A few days later during morning break, Jimmy had been searching the school grounds for discarded plastic bottles for his latest experiment. As he scoured the side of lane between the school and the rugby club, he overheard two of the teachers discussing the future of the school while enjoying a surreptitious cigarette.
‘If the club sells to the local authority, we’ll be able extend the school on the site here. If not, the school will close and then who knows what will happen.’ Jimmy recognised the voice of the Deputy Head, Mr Staines.
‘But surely they’ll sell. It’s only a pitch and a tatty old pavilion. How much are they offering?’ The second voice belonged to Mr Davis, his History teacher.
‘It’s not a question of the money. Apparently the rugby captain’s great grandfather founded the club here and his ashes were scattered over the foundations of the new pavilion when it was built in 1956.’
‘So our school has to close, just because of some old rugger bugger’s ashes?’
‘I know, still, one good storm and there won’t be a pavilion for the rugby captain to be sentimental about.’ Jimmy heard Mr Staines reply. He ducked back into the hedge as the Deputy Head stalked past him back towards the school building.
Mr Davidson lit another cigarette and stared glumly at the offending pavilion. ‘Well,’ he muttered to himself, ‘climate change might solve the problem.’
Jimmy found what he’d heard very disturbing. He liked his school. He liked the kids in his class and he even liked most of the teachers. He had never been fond of rugby.
That afternoon during double Maths, Jimmy had an idea. The more he pondered on it, the better it became. It was just a matter of getting hold of the right stuff from Mr Wilde’s chemicals cupboard.
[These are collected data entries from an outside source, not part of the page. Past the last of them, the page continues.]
//! HTTP API of the medicine delivery marketplace.

pub mod config;
pub mod cookies;
pub mod error;
pub mod extract;
pub mod routes;
pub mod state;

pub use config::Config;
pub use routes::build_router;
pub use state::AppState;
//! Uploaded images: prescriptions and courier ID documents.

use std::{env, sync::Arc, time::Duration};

use async_trait::async_trait;
use aws_sdk_s3::{presigning::PresigningConfig, primitives::ByteStream};
use chrono::{DateTime, Utc};

use crate::{errors::Error, i18n::MessageKey};

const CACHE_CONTROL: &str = "max-age=3600";
const DEFAULT_EXTENSION: &str = "jpg";
pub const DEFAULT_SIGNED_URL_TTL: Duration = Duration::from_secs(3600);

#[derive(Clone, Copy, Debug, Eq, PartialEq, Hash)]
pub enum Bucket {
    /// Public, linked from requests
    Prescriptions,
    /// Private, read through presigned URLs
    IdDocuments,
}

impl Bucket {
    pub fn is_public(self) -> bool {
        matches!(self, Bucket::Prescriptions)
    }
}

/// One file taken from a multipart form.
#[derive(Clone, Debug, Default)]
pub struct Upload {
    pub file_name: String,
    pub content_type: Option<String>,
    pub bytes: Vec<u8>,
}

impl Upload {
    pub fn is_empty(&self) -> bool {
        self.bytes.is_empty()
    }
}

/// `"{subject}/{unix_millis}.{ext}"`, the extension lower-cased.
pub fn object_key(subject: &str, at: DateTime<Utc>, file_name: &str) -> String {
    let extension = file_name
        .rsplit_once('.')
        .map(|(_, ext)| ext.trim().to_lowercase())
        .filter(|ext| !ext.is_empty())
        .unwrap_or_else(|| DEFAULT_EXTENSION.to_string());

    format!("{subject}/{}.{extension}", at.timestamp_millis())
}

#[async_trait]
pub trait ObjectStore: Send + Sync {
    /// Stores the bytes under `key` and returns a URL to read them back.
    async fn put(&self, bucket: Bucket, key: &str, upload: &Upload) -> Result<String, Error>;
}

#[derive(Clone, Debug)]
pub struct BucketNames {
    pub prescriptions: String,
    pub id_documents: String,
}

impl BucketNames {
    pub fn from_env() -> Self {
        Self {
            prescriptions: env::var("PRESCRIPTIONS_BUCKET")
                .unwrap_or("medifast-prescriptions".to_string()),
            id_documents: env::var("ID_DOCUMENTS_BUCKET")
                .unwrap_or("medifast-id-documents".to_string()),
        }
    }

    fn name(&self, bucket: Bucket) -> &str {
        match bucket {
            Bucket::Prescriptions => &self.prescriptions,
            Bucket::IdDocuments => &self.id_documents,
        }
    }
}

pub struct S3ObjectStore {
    client: aws_sdk_s3::Client,
    buckets: BucketNames,
    signed_url_ttl: Duration,
}

impl S3ObjectStore {
    pub fn new(client: aws_sdk_s3::Client, buckets: BucketNames, signed_url_ttl: Duration) -> Self {
        Self {
            client,
            buckets,
            signed_url_ttl,
        }
    }
}

#[async_trait]
impl ObjectStore for S3ObjectStore {
    async fn put(&self, bucket: Bucket, key: &str, upload: &Upload) -> Result<String, Error> {
        let bucket_name = self.buckets.name(bucket);

        self.client
            .put_object()
            .bucket(bucket_name)
            .key(key)
            .body(ByteStream::from(upload.bytes.clone()))
            .set_content_type(upload.content_type.clone())
            .cache_control(CACHE_CONTROL)
            .send()
            .await
            .map_err(Error::storage)?;

        if bucket.is_public() {
            return Ok(format!("https://{bucket_name}.s3.amazonaws.com/{key}"));
        }

        let presigning = PresigningConfig::expires_in(self.signed_url_ttl).map_err(Error::storage)?;
        let presigned = self
            .client
            .get_object()
            .bucket(bucket_name)
            .key(key)
            .presigned(presigning)
            .await
            .map_err(Error::storage)?;

        Ok(presigned.uri().to_string())
    }
}

/// Places uploads under the subject's folder of a bucket.
#[derive(Clone)]
pub struct Uploader {
    store: Arc<dyn ObjectStore>,
}

impl Uploader {
    pub fn new(store: Arc<dyn ObjectStore>) -> Self {
        Self { store }
    }

    pub async fn upload(&self, bucket: Bucket, subject: &str, upload: &Upload) -> Result<String, Error> {
        if upload.is_empty() {
            return Err(Error::validation("file", MessageKey::NoFileSelected));
        }

        let key = object_key(subject, Utc::now(), &upload.file_name);
        let url = self.store.put(bucket, &key, upload).await?;

        tracing::info!(?bucket, key, size = upload.bytes.len(), "File uploaded");
        Ok(url)
    }
}

#[cfg(test)]
mod tests {
    use chrono::TimeZone;

    use super::*;
    use crate::memory::MemoryObjectStore;

    fn at() -> DateTime<Utc> {
        Utc.timestamp_millis_opt(1_718_000_000_123).unwrap()
    }

    #[test]
    fn key_keeps_the_lowercased_extension() {
        assert_eq!(
            object_key("user-1", at(), "Rezept.PNG"),
            "user-1/1718000000123.png"
        );
    }

    #[test]
    fn key_defaults_to_jpg() {
        assert_eq!(object_key("user-1", at(), "scan"), "user-1/1718000000123.jpg");
        assert_eq!(object_key("user-1", at(), "scan."), "user-1/1718000000123.jpg");
    }

    #[tokio::test]
    async fn empty_file_is_rejected() {
        let store = Arc::new(MemoryObjectStore::default());
        let uploader = Uploader::new(store.clone());

        let err = uploader
            .upload(Bucket::Prescriptions, "user-1", &Upload::default())
            .await
            .unwrap_err();

        assert_eq!(err.message_key(), MessageKey::NoFileSelected);
        assert!(store.keys().is_empty());
    }

    #[tokio::test]
    async fn upload_lands_in_the_subject_folder() {
        let store = Arc::new(MemoryObjectStore::default());
        let uploader = Uploader::new(store.clone());
        let upload = Upload {
            file_name: "rx.jpeg".to_string(),
            content_type: Some("image/jpeg".to_string()),
            bytes: vec![0xff, 0xd8],
        };

        let url = uploader
            .upload(Bucket::IdDocuments, "user-1", &upload)
            .await
            .unwrap();

        let keys = store.keys();
        assert_eq!(keys.len(), 1);
        assert!(keys[0].starts_with("user-1/"));
        assert!(keys[0].ends_with(".jpeg"));
        assert!(url.contains(&keys[0]));
    }
}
On his way to school on the morning of Tuesday’s science class, he dropped into Mr Khalid’s shop. Proffering a crisp £5 note from his savings, he grasped a large handful of his friend Mattie’s preferred chocolate bars.
Matthew Albright was the class clown. Plump and good-natured, if sometimes a little slow on the uptake, he was quite happy to rise to the challenge when Jimmy suggested he should test out his acting skills in Chemistry in return for favourite chocolates.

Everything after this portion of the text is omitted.